In the deal, made with Padres manager/general manager Jack McKeon, the Indians were given the choice of catchers, either Alomar or Benito Santiago, the National League's Rookie of the Year in 1987. All four kids -- Santiago, Baerga and the Alomars -- grew up in Puerto Rico and were signed by the Padres. But Alomar was stuck in the Minor Leagues behind Santiago and Baerga was locked behind Roberto at second base.
Hart said there was no question that the Indians wanted the older Alomar, but he added that the trade wouldn't have been done unless Baerga was part of the package.
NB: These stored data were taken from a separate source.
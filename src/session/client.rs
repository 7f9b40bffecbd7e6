//! Application-facing client: a link, its distributor and an event feed.

use std::net::SocketAddr;
use std::sync::Arc;

use serde::de::DeserializeOwned;
use serde::Serialize;
use tokio::net::TcpStream;
use tokio::sync::broadcast;

use crate::config::SessionConfig;
use crate::error::Result;
use crate::net::{resolver, ConnectionId};
use crate::protocol::Packet;
use crate::session::connection::Connection;
use crate::session::distributor::PacketDistributor;
use crate::session::handle::PacketHandle;
use crate::session::link::{Direction, Link, LinkEvent, LinkEvents, PacketOrder};
use crate::session::secure::SecureConnection;
use crate::sync::{Broadcast, CompositeDeadline, Trip};

const EVENT_CAPACITY: usize = 256;

/// Published to every [`Client::subscribe`] receiver.
#[derive(Debug, Clone)]
pub enum ClientEvent {
    Connected,
    Disconnected { graceful: bool },
    PacketReceived(PacketHandle),
}

/// A connection plus the buffer its received packets land in.
pub struct Client {
    link: Arc<dyn Link>,
    config: SessionConfig,
    encrypted: bool,
    distributor: Arc<PacketDistributor>,
    events: broadcast::Sender<ClientEvent>,
}

impl std::fmt::Debug for Client {
    fn fmt(&self, f: &mut std::fmt::Formatter<'_>) -> std::fmt::Result {
        f.debug_struct("Client")
            .field("id", &self.link.id())
            .field("encrypted", &self.encrypted)
            .field("connected", &self.link.is_connected())
            .field("buffered", &self.distributor.len())
            .finish()
    }
}

impl Client {
    /// A client that dials out; `encrypted` selects the secure link.
    pub fn new(config: SessionConfig, encrypted: bool) -> Self {
        if encrypted {
            let (link, events) = SecureConnection::new(config.clone());
            Self::from_link(link, events, config, true)
        } else {
            let (link, events) = Connection::new(config.clone());
            Self::from_link(link, events, config, false)
        }
    }

    /// A client around an accepted socket. Start it with
    /// [`update_connection`](Self::update_connection).
    pub fn from_stream(stream: TcpStream, config: SessionConfig, encrypted: bool) -> Self {
        if encrypted {
            let (link, events) = SecureConnection::accepted(stream, config.clone());
            Self::from_link(link, events, config, true)
        } else {
            let (link, events) = Connection::accepted(stream, config.clone());
            Self::from_link(link, events, config, false)
        }
    }

    /// Wrap any link and consume its events.
    pub fn from_link(link: Arc<dyn Link>, link_events: LinkEvents, config: SessionConfig, encrypted: bool) -> Self {
        let distributor = PacketDistributor::new(&config);
        let (events, _) = broadcast::channel(EVENT_CAPACITY);

        tokio::spawn(forward(
            link.id(),
            link_events,
            Arc::clone(&distributor),
            events.clone(),
        ));

        Self {
            link,
            config,
            encrypted,
            distributor,
            events,
        }
    }

    pub fn id(&self) -> ConnectionId {
        self.link.id()
    }

    pub fn is_encrypted(&self) -> bool {
        self.encrypted
    }

    pub fn config(&self) -> &SessionConfig {
        &self.config
    }

    pub fn distributor(&self) -> &Arc<PacketDistributor> {
        &self.distributor
    }

    /// Receive lifecycle and packet events from now on.
    pub fn subscribe(&self) -> broadcast::Receiver<ClientEvent> {
        self.events.subscribe()
    }

    pub async fn connect(&self, addr: SocketAddr, cancel: Option<Broadcast>) -> Result<()> {
        self.link.connect(addr, cancel).await
    }

    /// Resolve `"host:port"` and connect.
    pub async fn connect_host(&self, host_port: &str, cancel: Option<Broadcast>) -> Result<()> {
        let addr = resolver::resolve(host_port).await?;
        self.connect(addr, cancel).await
    }

    pub async fn connect_host_port(&self, host: &str, port: u16, cancel: Option<Broadcast>) -> Result<()> {
        let addr = resolver::resolve_host(host, port).await?;
        self.connect(addr, cancel).await
    }

    /// Start an accepted client.
    pub async fn update_connection(&self) -> Result<()> {
        self.link.update_connection(Direction::Receiver).await
    }

    /// Send with the configured default ordering.
    pub async fn send(&self, packet: Packet, cancel: Option<Broadcast>) -> Result<()> {
        self.link.send(packet, self.config.packet_order, cancel).await
    }

    pub async fn send_with_order(&self, packet: Packet, order: PacketOrder, cancel: Option<Broadcast>) -> Result<()> {
        self.link.send(packet, order, cancel).await
    }

    /// Send raw bytes, confirmed.
    pub async fn send_bytes(&self, bytes: impl Into<Vec<u8>>) -> Result<()> {
        self.send(Packet::new(bytes).requiring_confirmation(), None).await
    }

    pub async fn send_bytes_with_descriptor(&self, bytes: impl Into<Vec<u8>>, descriptor: impl Into<i32>) -> Result<()> {
        let packet = Packet::new(bytes).requiring_confirmation().with_descriptor(descriptor);
        self.send(packet, None).await
    }

    /// Serialize `value` with the session serializer and send it, confirmed.
    pub async fn send_object<T: Serialize>(&self, value: &T) -> Result<()> {
        let bytes = self.config.serializer.serialize(value)?;
        self.send_bytes(bytes).await
    }

    pub async fn send_object_with_descriptor<T: Serialize>(&self, value: &T, descriptor: impl Into<i32>) -> Result<()> {
        let bytes = self.config.serializer.serialize(value)?;
        self.send_bytes_with_descriptor(bytes, descriptor).await
    }

    /// The oldest buffered packet handle; with `wait`, suspend until one
    /// arrives, the link goes down, or `cancel` fires.
    pub async fn get_handle(&self, wait: bool, cancel: Option<Broadcast>) -> Result<Option<PacketHandle>> {
        let deadline = CompositeDeadline::builder()
            .link_opt(Trip::Cancelled, cancel.as_ref())
            .link(Trip::Disconnected, &self.link.disconnect_signal())
            .build();
        Ok(self.distributor.get_next(wait, &deadline).await?)
    }

    pub async fn get_packet(&self, wait: bool) -> Result<Option<Packet>> {
        Ok(self
            .get_handle(wait, None)
            .await?
            .map(|handle| handle.packet().clone()))
    }

    pub async fn get_payload(&self, wait: bool) -> Result<Option<Vec<u8>>> {
        Ok(self
            .get_handle(wait, None)
            .await?
            .map(|handle| handle.payload().to_vec()))
    }

    pub async fn get_object<T: DeserializeOwned>(&self, wait: bool) -> Result<Option<T>> {
        match self.get_handle(wait, None).await? {
            Some(handle) => handle.object().map(Some),
            None => Ok(None),
        }
    }

    pub async fn session_id(&self) -> Result<String> {
        self.link.session_id().await
    }

    /// Graceful disconnect; resolves to whether it was graceful.
    pub async fn disconnect(&self) -> bool {
        self.link.disconnect().await
    }

    pub fn disconnect_fast(&self) {
        self.link.disconnect_fast()
    }

    pub fn dispose(&self) {
        self.link.dispose()
    }

    pub fn is_connected(&self) -> bool {
        self.link.is_connected()
    }

    pub fn direction(&self) -> Direction {
        self.link.direction()
    }

    pub fn local_addr(&self) -> Option<SocketAddr> {
        self.link.local_addr()
    }

    pub fn remote_addr(&self) -> Option<SocketAddr> {
        self.link.remote_addr()
    }

    pub fn graceful_disconnect(&self) -> Option<bool> {
        self.link.graceful_disconnect()
    }

    pub fn disconnect_signal(&self) -> Broadcast {
        self.link.disconnect_signal()
    }
}

async fn forward(
    id: ConnectionId,
    mut link_events: LinkEvents,
    distributor: Arc<PacketDistributor>,
    events: broadcast::Sender<ClientEvent>,
) {
    while let Some(event) = link_events.recv().await {
        let published = match event {
            LinkEvent::Connected => ClientEvent::Connected,
            LinkEvent::Packet(packet) => ClientEvent::PacketReceived(distributor.add_next(packet)),
            LinkEvent::Control(packet) => {
                tracing::trace!(connection_id = %id, packet_id = %packet.id(), "Ignoring unhandled internal packet");
                continue;
            }
            LinkEvent::Disconnected { graceful } => ClientEvent::Disconnected { graceful },
        };
        let _ = events.send(published);
    }
}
"[McKeon] made it clear that the featured guy was going to be Santiago or Alomar," recalled Hart, now a baseball analyst for MLB Network and in the last year of his contract consulting for the Rangers. "It was Alomar all the way. We made that clear. Baerga was really the holding point. The young player that we were going to add to Sandy was critical. I went out to see them at Las Vegas and Baerga just stood out. He was the guy we held out for. We just weren't going to make the deal without Baerga."
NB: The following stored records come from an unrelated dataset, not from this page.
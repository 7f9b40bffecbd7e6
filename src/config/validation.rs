//! Configuration validation.
//!
//! # Responsibilities
//! - Semantic validation (serde handles syntactic)
//! - Validate value ranges (timeouts > 0, buffer cap >= -1)
//! - Check the RSA modulus can carry the AES key blob
//!
//! # Design Decisions
//! - Returns all validation errors, not just first
//! - Validation is pure function: FramelinkConfig → Result<(), Vec<ValidationError>>
//! - Runs before config is accepted into the system

use std::net::SocketAddr;

use thiserror::Error;

use crate::config::schema::{FramelinkConfig, ListenerConfig, SessionConfig};
use crate::crypto::{KEY_BLOB_LEN, MIN_RSA_BITS};

/// A single semantic problem with a loaded configuration.
#[derive(Debug, Clone, PartialEq, Eq, Error)]
pub enum ValidationError {
    #[error("{field} must be greater than zero")]
    NotPositive { field: &'static str },

    #[error("session.max_internal_buffer_size must be -1 or non-negative, got {0}")]
    BufferSize(i64),

    #[error("session.encryption.rsa_key_bits must be at least {min}, got {actual}")]
    RsaKeyTooSmall { min: usize, actual: usize },

    #[error("listener.bind_address {0:?} is not a socket address")]
    BindAddress(String),
}

/// Validate a whole configuration.
pub fn validate_config(config: &FramelinkConfig) -> Result<(), Vec<ValidationError>> {
    let mut errors = Vec::new();
    validate_listener(&config.listener, &mut errors);
    validate_session(&config.session, &mut errors);

    if errors.is_empty() {
        Ok(())
    } else {
        Err(errors)
    }
}

/// Validate only the per-connection section.
pub fn validate_session_config(config: &SessionConfig) -> Result<(), Vec<ValidationError>> {
    let mut errors = Vec::new();
    validate_session(config, &mut errors);
    if errors.is_empty() {
        Ok(())
    } else {
        Err(errors)
    }
}

fn validate_listener(config: &ListenerConfig, errors: &mut Vec<ValidationError>) {
    if config.bind_address.parse::<SocketAddr>().is_err() {
        errors.push(ValidationError::BindAddress(config.bind_address.clone()));
    }
    if config.max_connections == 0 {
        errors.push(ValidationError::NotPositive {
            field: "listener.max_connections",
        });
    }
}

fn validate_session(config: &SessionConfig, errors: &mut Vec<ValidationError>) {
    if config.max_internal_buffer_size < -1 {
        errors.push(ValidationError::BufferSize(config.max_internal_buffer_size));
    }

    let timeouts = [
        ("session.graceful_disconnect_timeout_ms", config.graceful_disconnect_timeout_ms),
        ("session.delete_packets_older_than_ms", config.delete_packets_older_than_ms),
        ("session.confirmation_timeout_ms", config.confirmation_timeout_ms),
        ("session.end_to_end_timeout_ms", config.end_to_end_timeout_ms),
    ];
    for (field, value) in timeouts {
        if value == 0 {
            errors.push(ValidationError::NotPositive { field });
        }
    }

    if config.max_frame_size == 0 {
        errors.push(ValidationError::NotPositive {
            field: "session.max_frame_size",
        });
    }

    // PKCS#1 v1.5 needs 11 bytes of padding around the key blob.
    let min_bits = MIN_RSA_BITS.max((KEY_BLOB_LEN + 11) * 8);
    if config.encryption.rsa_key_bits < min_bits {
        errors.push(ValidationError::RsaKeyTooSmall {
            min: min_bits,
            actual: config.encryption.rsa_key_bits,
        });
    }
}

#[cfg(test)]
mod tests {
    use super::*;

    #[test]
    fn defaults_are_valid() {
        assert_eq!(validate_config(&FramelinkConfig::default()), Ok(()));
    }

    #[test]
    fn collects_every_error() {
        let mut config = FramelinkConfig::default();
        config.listener.bind_address = "nowhere".into();
        config.listener.max_connections = 0;
        config.session.max_internal_buffer_size = -2;
        config.session.confirmation_timeout_ms = 0;
        config.session.encryption.rsa_key_bits = 512;

        let errors = validate_config(&config).unwrap_err();
        assert_eq!(errors.len(), 5);
        assert!(errors.contains(&ValidationError::BufferSize(-2)));
        assert!(errors.contains(&ValidationError::NotPositive {
            field: "session.confirmation_timeout_ms"
        }));
        assert!(errors.contains(&ValidationError::BindAddress("nowhere".into())));
    }

    #[test]
    fn unbounded_buffer_is_accepted() {
        let config = SessionConfig {
            max_internal_buffer_size: -1,
            ..SessionConfig::default()
        };
        assert!(validate_session_config(&config).is_ok());
    }
}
Of the approximately 1,700 players who have worn a Cleveland baseball uniform since 1901, Baerga is the 39th player to be elected. He joins such greats as Alomar, Lou Boudreau, Charles Nagy and Cooperstown inductees Bob Feller, Early Wynn, Larry Doby and Cy Young, among others. Hart, who was with the club from 1991-2001, is the sixth member of the Distinguished Hall, which was established in 2010.
Baerga and Alomar not only came up together in the Padres organization, were traded to the Indians in the same deal, but are now in the Indians Hall of Fame and coaching together in the same Tribe uniform.
"Actually playing in the Minor Leagues with Carlos and watching him grow and then coming to Cleveland and seeing him perform over the years was a great experience," Alomar said. "We always spent a lot of time together in the San Diego system, so when we were here we were tight. Offensively, Carlos was an unbelievable player."
Baerga was a three-time All-Star, won two Silver Slugger Awards and hit .292 with a homer and nine RBIs during the 1995 World Series, the Indians' first appearance in the Fall Classic since 1954. They haven't won one since defeating the Boston Braves in 1948, the second longest drought in the Major Leagues behind the Cubs (1908).
He played 14 seasons for eight teams, eight of them with the Indians. In Cleveland, he batted .299 with 104 HRs, 565 RBIs and 49 stolen bases and amassed 205 hits in 1992 and 200 more in 1993. At the end of the 1993 season, he was in the hospital for five days with a leg infection and was cleared to play in game No. 160 so he could attempt to get his 200th hit. Feeling dizzy, he struck out twice and popped out before laying down a bunt single to reach the magic number.
On April 8, 1993, in old Cleveland Municipal Stadium against the Yankees, the switch-hitting Baerga became the first player to hit home runs from both sides of the plate in the same inning.
"It was special what we had, especially in our ballpark," Baerga said. "Every time we stepped on the field, we thought we would win. And it wasn't just the nine starting players. Our bench was unbelievable. It's something that everybody got together and we played hard every day."